世界银行1992年制定的《外国直接投资待遇指南》第4条第10款规定,“当由于在革命、战争或类似的紧急情况下发生大规模社会变革而导致全面、非歧视的国有化的情况下,有关补偿由投资接受国和投资者母国谈判进行,或者在谈判不能达成一致时,通过国家仲裁进行。
”可见,对因战乱所引发的征收行为,东道国政府并无绝对补偿义务。
与美国范本不同,中国范本在此问题上主张“合理”补偿原则。
第八条
转移
一、缔约任何一方应按照其法律和法规保证缔约另一方投资者转移以下在缔约前者一方境内合法取得的收益或款项,包括但不限于:
(一)利润、利息、分红、资本利得、特许权使用费及其他与知识产权相关的费用;
(二)与投资合同相关的支付,包括贷款协议引起的相关支付;
(三)全部或部分出售或清算投资所得款项;
(四)另一缔约国国民与该项投资相关的收入和报酬;
(五)根据第六条和第七条所获得的款项;
或
(六)由投资涉及的争议产生的支付。
二、除本协定中另有规定外,缔约任一方都应保证以上转移以国际货币基金组织明确的可自由使用的货币按照转移当日的市场汇率不延迟地进行。
三、尽管有本条第1款和第2款的规定,在以下情况下缔约方可以通过公平、公正、非歧视和善意地适用本国法律阻止转移:
(一)破产、无力偿还或保护债权人利益;
(二)有价证券、期货、期权和其他衍生品的发行、买卖和交易;
(三)涉嫌刑事犯罪或行政处罚;
(四)现金或其他货币工具的转移申报;
(五)满足司法或行政程序的需要。
四、在国际收支遇到严重问题或受到严重威胁的时候,缔约任何一方可以参照国际标准实施有关措施,暂时限制转移。
这些限制应该在平等、无歧视和善意的基础上实施。
1997年香港回归中国,这一年也是中国利用外资政策进一步开放的一年,主要体现之一就是修订《外汇管理条例》,明确“国家对经常性国际支付和转移不予限制”,保证外商在华投资企业经常项目下人民币自由兑换并自由汇出境外。
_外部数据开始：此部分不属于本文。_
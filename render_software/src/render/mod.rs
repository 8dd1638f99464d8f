mod frame_size;
mod band_renderer;
mod frame_renderer;
mod image_render;

pub use frame_size::*;
pub use band_renderer::*;
pub use frame_renderer::*;
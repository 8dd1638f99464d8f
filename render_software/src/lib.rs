//!
//! # tvg_render_software
//!
//! A software rasterizer for TinyVG scenes. Scenes are drawn into a supersampled buffer of premultiplied floating-point
//! pixels, command by command, then averaged down to a bitmap of straight RGBA bytes.
//!
//! ```
//! # use tvg_scene::*;
//! # use tvg_render_software::*;
//! let scene = SceneBuilder::new(16, 16)
//!     .with_color(Color::from_rgba8(255, 0, 0, 255))
//!     .fill_rectangles(Style::flat(0), vec![Rect::new(0.0, 0.0, 16.0, 16.0)])
//!     .build();
//!
//! let bitmap = render_scene(&scene, &RenderOptions::new(32, 32).with_anti_alias(AntiAlias::X4)).unwrap();
//!
//! assert!(bitmap.pixel(10, 10) == Some([255, 0, 0, 255]));
//! bitmap.release();
//! ```
//!
//! Bands of output rows are rendered in parallel when the `multithreading` feature is enabled, and bitmaps can be written as
//! PNG files with the `render_png` feature.
//!
#![warn(bare_trait_objects)]

mod anti_alias;
mod render_options;
mod bitmap;

/// Polygon edges and stroke outlines, used to find where each scanline enters and leaves a shape
pub mod edges;

/// The premultiplied pixel type used while rendering
pub mod pixel;

/// Converting scene commands into shapes and paints
pub mod draw;

/// The supersampling band renderer
pub mod render;

pub use self::anti_alias::*;
pub use self::render_options::*;
pub use self::bitmap::*;
pub use self::render::{render_scene};
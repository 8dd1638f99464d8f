use tvg_scene::*;

///
/// Decodes a TinyVG document and writes it to a stream as SVG markup
///
/// Nothing is written if the document can't be decoded. If the stream fails part way through then the markup written so far
/// is left in the stream and this returns `TvgError::Io`.
///
pub fn render_svg<TStream: OutStream + ?Sized>(tvg_bytes: &[u8], stream: &mut TStream) -> Result<(), TvgError> {
    let scene = decode(tvg_bytes)?;

    encode_svg(&scene, stream)
}
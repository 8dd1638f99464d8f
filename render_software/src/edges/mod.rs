mod edge_intercept_direction;
mod polyline_edge;
mod stroke;

pub use edge_intercept_direction::*;
pub use polyline_edge::*;
pub use stroke::*;
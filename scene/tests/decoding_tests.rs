use tvg_scene::*;

///
/// A 16x16 document with two colours (red, green) containing a single rectangle filled with green
///
fn green_square() -> Vec<u8> {
    vec![
        0x72, 0x56, 0x01,               // Magic, version
        0x00,                           // Scale 0, RGBA8888, default range
        0x10, 0x00, 0x10, 0x00,         // 16x16
        0x02,                           // 2 colours
        0xff, 0x00, 0x00, 0xff,
        0x00, 0xff, 0x00, 0xff,
        0x02,                           // Fill rectangles, flat
        0x00,                           // 1 rectangle
        0x01,                           // Colour 1
        0x00, 0x00, 0x00, 0x00, 0x10, 0x00, 0x10, 0x00,
        0x00,                           // End of document
    ]
}

#[test]
fn decode_simple_document() {
    let scene = decode(&green_square()).unwrap();

    assert!(scene.header.width == 16);
    assert!(scene.header.height == 16);
    assert!(scene.header.scale == 0);
    assert!(scene.color_table == vec![Color::rgba(1.0, 0.0, 0.0, 1.0), Color::rgba(0.0, 1.0, 0.0, 1.0)]);
    assert!(scene.commands == vec![Command::FillRectangles { style: Style::Flat(1), rectangles: vec![Rect::new(0.0, 0.0, 16.0, 16.0)] }]);
}

#[test]
fn decoding_is_deterministic() {
    let bytes = green_square();

    assert!(decode(&bytes) == decode(&bytes));
}

#[test]
fn wrong_magic_is_invalid() {
    assert!(decode(&[0x00, 0x00]) == Err(TvgError::InvalidData));
}

#[test]
fn empty_input_is_invalid() {
    assert!(decode(&[]) == Err(TvgError::InvalidData));
}

#[test]
fn truncated_before_color_table_is_invalid() {
    assert!(decode(&[0x72, 0x56, 0x01, 0x00, 0x10, 0x00, 0x10, 0x00]) == Err(TvgError::InvalidData));
}

#[test]
fn every_truncation_is_invalid() {
    let bytes = green_square();

    for len in 0..bytes.len() {
        assert!(decode(&bytes[0..len]) == Err(TvgError::InvalidData), "Truncated to {} bytes", len);
    }
}

#[test]
fn unknown_version_is_unsupported() {
    let mut bytes = green_square();
    bytes[2] = 2;

    assert!(decode(&bytes) == Err(TvgError::Unsupported));
}

#[test]
fn custom_color_encoding_is_unsupported() {
    let mut bytes = green_square();
    bytes[3] = 0x30;

    assert!(decode(&bytes) == Err(TvgError::Unsupported));
}

#[test]
fn bad_coordinate_range_is_invalid() {
    let mut bytes = green_square();
    bytes[3] = 0xc0;

    assert!(decode(&bytes) == Err(TvgError::InvalidData));
}

#[test]
fn zero_width_is_invalid() {
    let mut bytes = green_square();
    bytes[4] = 0;

    assert!(decode(&bytes) == Err(TvgError::InvalidData));
}

#[test]
fn color_index_outside_table_is_invalid() {
    let mut bytes = green_square();
    bytes[19] = 0x05;

    assert!(decode(&bytes) == Err(TvgError::InvalidData));
}

#[test]
fn missing_end_of_document_is_invalid() {
    let bytes = green_square();

    assert!(decode(&bytes[0..bytes.len()-1]) == Err(TvgError::InvalidData));
}

#[test]
fn unknown_command_is_invalid() {
    let mut bytes = green_square();
    bytes[17] = 0x0b;

    assert!(decode(&bytes) == Err(TvgError::InvalidData));
}

#[test]
fn style_kind_3_is_invalid() {
    let mut bytes = green_square();
    bytes[17] = 0xc2;

    assert!(decode(&bytes) == Err(TvgError::InvalidData));
}

#[test]
fn empty_color_table_is_legal_without_references() {
    let bytes = vec![0x72, 0x56, 0x01, 0x00, 0x01, 0x00, 0x01, 0x00, 0x00, 0x00];
    let scene = decode(&bytes).unwrap();

    assert!(scene.color_table.is_empty());
    assert!(scene.commands.is_empty());
}

#[test]
fn reduced_range_rgb565() {
    let bytes = vec![
        0x72, 0x56, 0x01,
        0x52,                   // Scale 2, RGB565, reduced range
        0x08, 0x04,             // 8x4
        0x01,
        0x1f, 0x00,             // Red
        0x01,                   // Fill polygon, flat
        0x02,                   // 3 points
        0x00,
        0x00, 0x00,
        0x04, 0x00,             // (1, 0)
        0x04, 0xfc,             // (1, -1)
        0x00,
    ];
    let scene = decode(&bytes).unwrap();

    assert!(scene.header.coordinate_range == CoordinateRange::Reduced);
    assert!(scene.header.color_encoding == ColorEncoding::Rgb565);
    assert!(scene.header.width == 8 && scene.header.height == 4);
    assert!(scene.color_table == vec![Color::rgba(1.0, 0.0, 0.0, 1.0)]);
    assert!(scene.commands == vec![Command::FillPolygon {
        style:  Style::Flat(0),
        points: vec![Point::new(0.0, 0.0), Point::new(1.0, 0.0), Point::new(1.0, -1.0)]
    }]);
}

#[test]
fn zero_line_width_is_invalid() {
    let bytes = vec![
        0x72, 0x56, 0x01, 0x00, 0x10, 0x00, 0x10, 0x00,
        0x01, 0x00, 0x00, 0x00, 0xff,
        0x04,                   // Draw lines, flat
        0x00,                   // 1 line
        0x00,                   // Colour 0
        0x00, 0x00,             // Line width 0
        0x00, 0x00, 0x00, 0x00, 0x01, 0x00, 0x01, 0x00,
        0x00,
    ];

    assert!(decode(&bytes) == Err(TvgError::InvalidData));
}

#[test]
fn path_segments_and_line_widths() {
    let bytes = vec![
        0x72, 0x56, 0x01, 0x00, 0x10, 0x00, 0x10, 0x00,
        0x01, 0x00, 0x00, 0x00, 0xff,
        0x07,                   // Draw line path, flat
        0x00,                   // 1 path
        0x00,                   // Colour 0
        0x02, 0x00,             // Line width 2
        0x02,                   // 3 segments
        0x01, 0x00, 0x01, 0x00, // Start (1, 1)
        0x01, 0x08, 0x00,       // Horizontal line to 8
        0x12, 0x03, 0x00, 0x0a, 0x00, // Vertical line to 10 with width 3
        0x06,                   // Close
        0x00,
    ];
    let scene = decode(&bytes).unwrap();

    let expected_path = Path::new(Point::new(1.0, 1.0))
        .horizontal_to(8.0)
        .with(Segment::from(SegmentKind::VerticalLine(10.0)).with_line_width(3.0))
        .close();

    assert!(scene.commands == vec![Command::DrawLinePath { style: Style::Flat(0), line_width: 2.0, paths: vec![expected_path] }]);
}

#[test]
fn huge_counts_do_not_allocate() {
    let bytes = vec![
        0x72, 0x56, 0x01, 0x00, 0x10, 0x00, 0x10, 0x00,
        0xff, 0xff, 0xff, 0xff, 0x0f,   // 4 billion colours
    ];

    assert!(decode(&bytes) == Err(TvgError::InvalidData));
}

#[test]
fn overlong_varuint_is_invalid() {
    let bytes = vec![
        0x72, 0x56, 0x01, 0x00, 0x10, 0x00, 0x10, 0x00,
        0xff, 0xff, 0xff, 0xff, 0xff, 0x01,
    ];

    assert!(decode(&bytes) == Err(TvgError::InvalidData));
}

#[test]
fn single_point_path_is_legal() {
    let bytes = vec![
        0x72, 0x56, 0x01, 0x00, 0x10, 0x00, 0x10, 0x00,
        0x01, 0x00, 0x00, 0x00, 0xff,
        0x03, 0x00, 0x00,
        0x00,                           // 1 segment
        0x04, 0x00, 0x04, 0x00,         // Start (4, 4)
        0x00, 0x04, 0x00, 0x04, 0x00,   // Line to (4, 4)
        0x00,
    ];

    let scene = decode(&bytes).unwrap();
    assert!(scene.commands == vec![Command::FillPath { style: Style::Flat(0), paths: vec![Path::new(Point::new(4.0, 4.0)).line_to(4.0, 4.0)] }]);
}
use crate::color::*;
use crate::error::*;

use std::convert::{TryFrom};

/// The two bytes that start every TinyVG file
pub const TVG_MAGIC: [u8; 2] = [0x72, 0x56];

/// The version of the format that this crate reads and writes
pub const TVG_VERSION: u8 = 1;

///
/// Selects how many bits are used to store coordinates (and the canvas size) in a TinyVG file
///
#[derive(Clone, Copy, Debug, PartialEq, Eq, Hash, Serialize, Deserialize)]
pub enum CoordinateRange {
    /// 16-bit coordinates, 16-bit width and height
    Default,

    /// 8-bit coordinates, 8-bit width and height
    Reduced,

    /// 32-bit coordinates, 32-bit width and height
    Enhanced,
}

///
/// The header of a TinyVG document
///
#[derive(Clone, Copy, Debug, PartialEq, Serialize, Deserialize)]
pub struct Header {
    /// File format version
    pub version: u8,

    /// Number of fractional bits in every coordinate (0-15)
    pub scale: u8,

    /// How the colour table is stored
    pub color_encoding: ColorEncoding,

    /// How many bits are used for each coordinate
    pub coordinate_range: CoordinateRange,

    /// Width of the canvas in units
    pub width: u32,

    /// Height of the canvas in units
    pub height: u32,
}

impl CoordinateRange {
    ///
    /// The number of bytes used to store a coordinate or a canvas dimension
    ///
    #[inline]
    pub fn bytes_per_unit(&self) -> usize {
        match self {
            CoordinateRange::Default    => 2,
            CoordinateRange::Reduced    => 1,
            CoordinateRange::Enhanced   => 4,
        }
    }

    ///
    /// The 2-bit tag used for this range in the file header
    ///
    #[inline]
    pub fn tag(&self) -> u8 {
        match self {
            CoordinateRange::Default    => 0,
            CoordinateRange::Reduced    => 1,
            CoordinateRange::Enhanced   => 2,
        }
    }

    ///
    /// The range of raw (unscaled) values that can be stored for a coordinate
    ///
    #[inline]
    pub fn raw_unit_range(&self) -> (i64, i64) {
        match self {
            CoordinateRange::Default    => (i16::MIN as i64, i16::MAX as i64),
            CoordinateRange::Reduced    => (i8::MIN as i64, i8::MAX as i64),
            CoordinateRange::Enhanced   => (i32::MIN as i64, i32::MAX as i64),
        }
    }

    ///
    /// The largest canvas dimension that can be stored
    ///
    #[inline]
    pub fn max_dimension(&self) -> u32 {
        match self {
            CoordinateRange::Default    => u16::MAX as u32,
            CoordinateRange::Reduced    => u8::MAX as u32,
            CoordinateRange::Enhanced   => u32::MAX,
        }
    }
}

impl TryFrom<u8> for CoordinateRange {
    type Error = TvgError;

    fn try_from(tag: u8) -> Result<CoordinateRange, TvgError> {
        match tag {
            0 => Ok(CoordinateRange::Default),
            1 => Ok(CoordinateRange::Reduced),
            2 => Ok(CoordinateRange::Enhanced),
            _ => Err(invalid_data("coordinate range tag out of range")),
        }
    }
}

impl Header {
    ///
    /// Creates a header for a canvas of the specified size, using the default coordinate range and RGBA8888 colours
    ///
    pub fn new(width: u32, height: u32) -> Header {
        Header {
            version:            TVG_VERSION,
            scale:              4,
            color_encoding:     ColorEncoding::Rgba8888,
            coordinate_range:   CoordinateRange::Default,
            width:              width,
            height:             height,
        }
    }

    ///
    /// Returns the factor that raw coordinates are divided by to get the coordinate value
    ///
    #[inline]
    pub fn unit_divisor(&self) -> f64 {
        (1u32 << self.scale) as f64
    }

    ///
    /// Converts a raw stored value into a coordinate
    ///
    #[inline]
    pub fn unit_from_raw(&self, raw: i32) -> f32 {
        ((raw as f64) / self.unit_divisor()) as f32
    }

    ///
    /// Converts a coordinate into the raw value that's stored in the file (None if it can't be represented)
    ///
    pub fn unit_to_raw(&self, value: f32) -> Option<i32> {
        if !value.is_finite() {
            return None;
        }

        let raw         = ((value as f64) * self.unit_divisor()).round();
        let (min, max)  = self.coordinate_range.raw_unit_range();

        if raw < (min as f64) || raw > (max as f64) {
            None
        } else {
            Some(raw as i32)
        }
    }

    ///
    /// Packs the scale, colour encoding and coordinate range into the header byte
    ///
    #[inline]
    pub fn packed_format(&self) -> u8 {
        (self.scale & 0x0f) | (self.color_encoding.tag() << 4) | (self.coordinate_range.tag() << 6)
    }
}

#[cfg(test)]
mod test {
    use super::*;

    #[test]
    fn units_round_trip_at_scale() {
        let mut header = Header::new(100, 100);
        header.scale = 2;

        assert!(header.unit_to_raw(1.25) == Some(5));
        assert!(header.unit_from_raw(5) == 1.25);
        assert!(header.unit_to_raw(1.3) == Some(5));
    }

    #[test]
    fn units_outside_range() {
        let mut header = Header::new(100, 100);
        header.scale            = 0;
        header.coordinate_range = CoordinateRange::Reduced;

        assert!(header.unit_to_raw(127.0) == Some(127));
        assert!(header.unit_to_raw(128.0) == None);
        assert!(header.unit_to_raw(-128.0) == Some(-128));
        assert!(header.unit_to_raw(f32::NAN) == None);
    }

    #[test]
    fn packed_format_layout() {
        let mut header = Header::new(1, 1);
        header.scale            = 0x0a;
        header.color_encoding   = ColorEncoding::RgbaF32;
        header.coordinate_range = CoordinateRange::Enhanced;

        assert!(header.packed_format() == 0b10_10_1010);
    }
}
外汇管制的放松顺应了民意,但社会舆论普遍认为国家外汇管理局透明度不够,自由裁量权过大,还可以进一步加大开放力度。
此乃随着“世界工厂”地位奠定、中国外汇储备逐年增长使然。
1998年亚洲金融危机和十年后的欧美金融风暴又一而再地显现出外汇管制的必要性。
中国告别了外汇短缺时代,开始防范热钱的涌入,对资本项目保留审核权,又强化了对外资入境后的用途监管。